Task requirements - Up to and including the line with "to grayscale (Rec.", please reproduce the lines below exactly, beginning with the first.

Exercise materials -
- - - - -
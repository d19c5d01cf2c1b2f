use egui::{Color32, ColorImage};
use rayon::prelude::*;
use std::sync::atomic::{AtomicUsize, Ordering};

/// Minimum pixel count before parallelizing per-pixel work.
const PARALLEL_PIXEL_THRESHOLD: usize = 262_144; // 512x512

/// One-shot filter applied to the primary image. Each filter button carries
/// exactly one of these, assigned once at setup.
#[derive(Debug, Clone, Copy, PartialEq, Eq, Hash)]
pub enum Modification {
    Rotate,
    Grayscale,
    Mirror,
    Invert,
    LeftSideMirror,
}

impl Modification {
    pub const ALL: [Self; 5] = [
        Self::Rotate,
        Self::Grayscale,
        Self::Mirror,
        Self::Invert,
        Self::LeftSideMirror,
    ];

    /// Button and row label.
    pub const fn label(self) -> &'static str {
        match self {
            Self::Rotate => "Rotate",
            Self::Grayscale => "Grayscale",
            Self::Mirror => "Mirror",
            Self::Invert => "Invert",
            Self::LeftSideMirror => "Left mirror",
        }
    }

    /// Stable lowercase identifier, used for suggested file names.
    pub const fn slug(self) -> &'static str {
        match self {
            Self::Rotate => "rotate",
            Self::Grayscale => "grayscale",
            Self::Mirror => "mirror",
            Self::Invert => "invert",
            Self::LeftSideMirror => "left-mirror",
        }
    }

    /// What the filter does, for hover text.
    pub const fn describe(self) -> &'static str {
        match self {
            Self::Rotate => "Rotate 90° clockwise.",
            Self::Grayscale => "Convert to grayscale (Rec. 709 luma).",
            Self::Mirror => "Mirror left-right.",
            Self::Invert => "Invert every color channel.",
            Self::LeftSideMirror => "Reflect the left half onto the right.",
        }
    }
}

#[allow(clippy::cast_precision_loss)]
fn row_fraction(done: usize, height: usize) -> f32 {
    (done as f32 / height.max(1) as f32).clamp(0.0, 1.0)
}

/// Produce the output pixels row by row, reporting one progress step per
/// completed row. Rows are computed in parallel above the pixel threshold;
/// progress values may then arrive slightly out of order, so consumers keep
/// a running max.
fn map_output_rows(
    out_size: [usize; 2],
    progress: &(impl Fn(f32) + Sync),
    per_pixel: impl Fn(usize, usize) -> Color32 + Sync,
) -> Vec<Color32> {
    let [width, height] = out_size;
    let rows_done = AtomicUsize::new(0);
    let report_row = || {
        let done = rows_done.fetch_add(1, Ordering::Relaxed) + 1;
        progress(row_fraction(done, height));
    };

    if width * height >= PARALLEL_PIXEL_THRESHOLD {
        (0..height)
            .into_par_iter()
            .flat_map_iter(|y| {
                let row: Vec<Color32> = (0..width).map(|x| per_pixel(x, y)).collect();
                report_row();
                row
            })
            .collect()
    } else {
        let mut out = Vec::with_capacity(width * height);
        for y in 0..height {
            for x in 0..width {
                out.push(per_pixel(x, y));
            }
            report_row();
        }
        out
    }
}

fn grayscale_pixel(color: Color32) -> Color32 {
    let [r, g, b, a] = color.to_array();
    let luma = 0.0722f32.mul_add(
        f32::from(b),
        0.2126f32.mul_add(f32::from(r), 0.7152 * f32::from(g)),
    );
    #[allow(clippy::cast_possible_truncation, clippy::cast_sign_loss)]
    let v = luma.round().clamp(0.0, 255.0) as u8;
    Color32::from_rgba_unmultiplied(v, v, v, a)
}

fn invert_pixel(color: Color32) -> Color32 {
    let [r, g, b, a] = color.to_array();
    Color32::from_rgba_unmultiplied(255 - r, 255 - g, 255 - b, a)
}

/// Apply a modification to `base`, returning a new image. The input is never
/// mutated. `progress` receives normalized fractions in [0,1] and is invoked
/// with 1.0 by the time the result is ready.
pub fn apply_modification(
    base: &ColorImage,
    modification: Modification,
    progress: &(impl Fn(f32) + Sync),
) -> ColorImage {
    let [w, h] = base.size;
    if w == 0 || h == 0 {
        progress(1.0);
        return base.clone();
    }
    let px = &base.pixels;

    match modification {
        Modification::Rotate => {
            // Output (x, y) samples the source column y, counted from the
            // bottom row up.
            let out_size = [h, w];
            let nw = h;
            let pixels = map_output_rows(out_size, progress, |x, y| px[(nw - 1 - x) * w + y]);
            ColorImage::new(out_size, pixels)
        }
        Modification::Grayscale => {
            let pixels = map_output_rows(base.size, progress, |x, y| grayscale_pixel(px[y * w + x]));
            ColorImage::new(base.size, pixels)
        }
        Modification::Mirror => {
            let pixels = map_output_rows(base.size, progress, |x, y| px[y * w + (w - 1 - x)]);
            ColorImage::new(base.size, pixels)
        }
        Modification::Invert => {
            let pixels = map_output_rows(base.size, progress, |x, y| invert_pixel(px[y * w + x]));
            ColorImage::new(base.size, pixels)
        }
        Modification::LeftSideMirror => {
            // min(x, w-1-x) keeps the left half and reflects it onto the
            // right; odd widths keep the center column.
            let pixels = map_output_rows(base.size, progress, |x, y| px[y * w + x.min(w - 1 - x)]);
            ColorImage::new(base.size, pixels)
        }
    }
}

#[cfg(test)]
mod tests {
    use super::*;
    use std::sync::Mutex;

    fn color_id(id: u8) -> Color32 {
        Color32::from_rgb(id, 0, 0)
    }

    fn ids_from_image(image: &ColorImage) -> Vec<u8> {
        image
            .pixels
            .iter()
            .map(|c| c.to_srgba_unmultiplied()[0])
            .collect()
    }

    fn image_from_ids(size: [usize; 2], ids: &[u8]) -> ColorImage {
        ColorImage::new(size, ids.iter().map(|&id| color_id(id)).collect())
    }

    fn no_progress(_: f32) {}

    #[test]
    fn rotate_maps_pixels_and_swaps_dimensions() {
        let base = image_from_ids([3, 2], &[1, 2, 3, 4, 5, 6]);
        let out = apply_modification(&base, Modification::Rotate, &no_progress);
        assert_eq!(out.size, [2, 3]);
        assert_eq!(ids_from_image(&out), vec![4, 1, 5, 2, 6, 3]);
    }

    #[test]
    fn mirror_reverses_each_row() {
        let base = image_from_ids([3, 2], &[1, 2, 3, 4, 5, 6]);
        let out = apply_modification(&base, Modification::Mirror, &no_progress);
        assert_eq!(out.size, [3, 2]);
        assert_eq!(ids_from_image(&out), vec![3, 2, 1, 6, 5, 4]);
    }

    #[test]
    fn left_mirror_reflects_left_half_even_width() {
        let base = image_from_ids([4, 1], &[1, 2, 3, 4]);
        let out = apply_modification(&base, Modification::LeftSideMirror, &no_progress);
        assert_eq!(out.size, [4, 1]);
        assert_eq!(ids_from_image(&out), vec![1, 2, 2, 1]);
    }

    #[test]
    fn left_mirror_keeps_center_column_odd_width() {
        let base = image_from_ids([5, 1], &[1, 2, 3, 4, 5]);
        let out = apply_modification(&base, Modification::LeftSideMirror, &no_progress);
        assert_eq!(ids_from_image(&out), vec![1, 2, 3, 2, 1]);
    }

    #[test]
    fn invert_flips_channels_and_keeps_alpha() {
        let base = ColorImage::new([1, 1], vec![Color32::from_rgb(10, 20, 30)]);
        let out = apply_modification(&base, Modification::Invert, &no_progress);
        assert_eq!(
            out.pixels[0].to_srgba_unmultiplied(),
            [245, 235, 225, 255]
        );
    }

    #[test]
    fn grayscale_uses_rec709_luma() {
        let base = ColorImage::new(
            [3, 1],
            vec![
                Color32::from_rgb(255, 0, 0),
                Color32::from_rgb(0, 255, 0),
                Color32::from_rgb(0, 0, 255),
            ],
        );
        let out = apply_modification(&base, Modification::Grayscale, &no_progress);
        let grays: Vec<u8> = out
            .pixels
            .iter()
            .map(|c| c.to_srgba_unmultiplied()[0])
            .collect();
        assert_eq!(grays, vec![54, 182, 18]);
        // All three channels match on every output pixel.
        for c in &out.pixels {
            let [r, g, b, _] = c.to_srgba_unmultiplied();
            assert_eq!(r, g);
            assert_eq!(g, b);
        }
    }

    #[test]
    fn single_pixel_image_is_its_own_mirror() {
        let base = image_from_ids([1, 1], &[7]);
        let out = apply_modification(&base, Modification::Mirror, &no_progress);
        assert_eq!(ids_from_image(&out), vec![7]);
    }

    #[test]
    fn progress_is_monotonic_and_reaches_one() {
        let base = image_from_ids([2, 4], &[1, 2, 3, 4, 5, 6, 7, 8]);
        let seen = Mutex::new(Vec::new());
        let _ = apply_modification(&base, Modification::Invert, &|f| {
            seen.lock().expect("progress lock").push(f);
        });
        let seen = seen.into_inner().expect("progress lock");
        assert!(!seen.is_empty());
        assert!(seen.windows(2).all(|w| w[0] <= w[1]));
        assert!(seen.iter().all(|f| (0.0..=1.0).contains(f)));
        assert_eq!(seen.last().copied(), Some(1.0));
    }

    #[test]
    fn empty_image_reports_done_without_work() {
        let base = ColorImage::new([0, 0], Vec::new());
        let seen = Mutex::new(Vec::new());
        let out = apply_modification(&base, Modification::Grayscale, &|f| {
            seen.lock().expect("progress lock").push(f);
        });
        assert_eq!(out.size, [0, 0]);
        assert_eq!(seen.into_inner().expect("progress lock").as_slice(), &[1.0]);
    }
}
- - - - -
Task solution -
repository d19c5d01cf2c1b2f
use egui::{Color32, ColorImage};
use rayon::prelude::*;
use std::sync::atomic::{AtomicUsize, Ordering};

/// Minimum pixel count before parallelizing per-pixel work.
const PARALLEL_PIXEL_THRESHOLD: usize = 262_144; // 512x512

/// One-shot filter applied to the primary image. Each filter button carries
/// exactly one of these, assigned once at setup.
#[derive(Debug, Clone, Copy, PartialEq, Eq, Hash)]
pub enum Modification {
    Rotate,
    Grayscale,
    Mirror,
    Invert,
    LeftSideMirror,
}

impl Modification {
    pub const ALL: [Self; 5] = [
        Self::Rotate,
        Self::Grayscale,
        Self::Mirror,
        Self::Invert,
        Self::LeftSideMirror,
    ];

    /// Button and row label.
    pub const fn label(self) -> &'static str {
        match self {
            Self::Rotate => "Rotate",
            Self::Grayscale => "Grayscale",
            Self::Mirror => "Mirror",
            Self::Invert => "Invert",
            Self::LeftSideMirror => "Left mirror",
        }
    }

    /// Stable lowercase identifier, used for suggested file names.
    pub const fn slug(self) -> &'static str {
        match self {
            Self::Rotate => "rotate",
            Self::Grayscale => "grayscale",
            Self::Mirror => "mirror",
            Self::Invert => "invert",
            Self::LeftSideMirror => "left-mirror",
        }
    }

    /// What the filter does, for hover text.
    pub const fn describe(self) -> &'static str {
        match self {
            Self::Rotate => "Rotate 90° clockwise.",
            Self::Grayscale => "Convert to grayscale (Rec. 709 luma).",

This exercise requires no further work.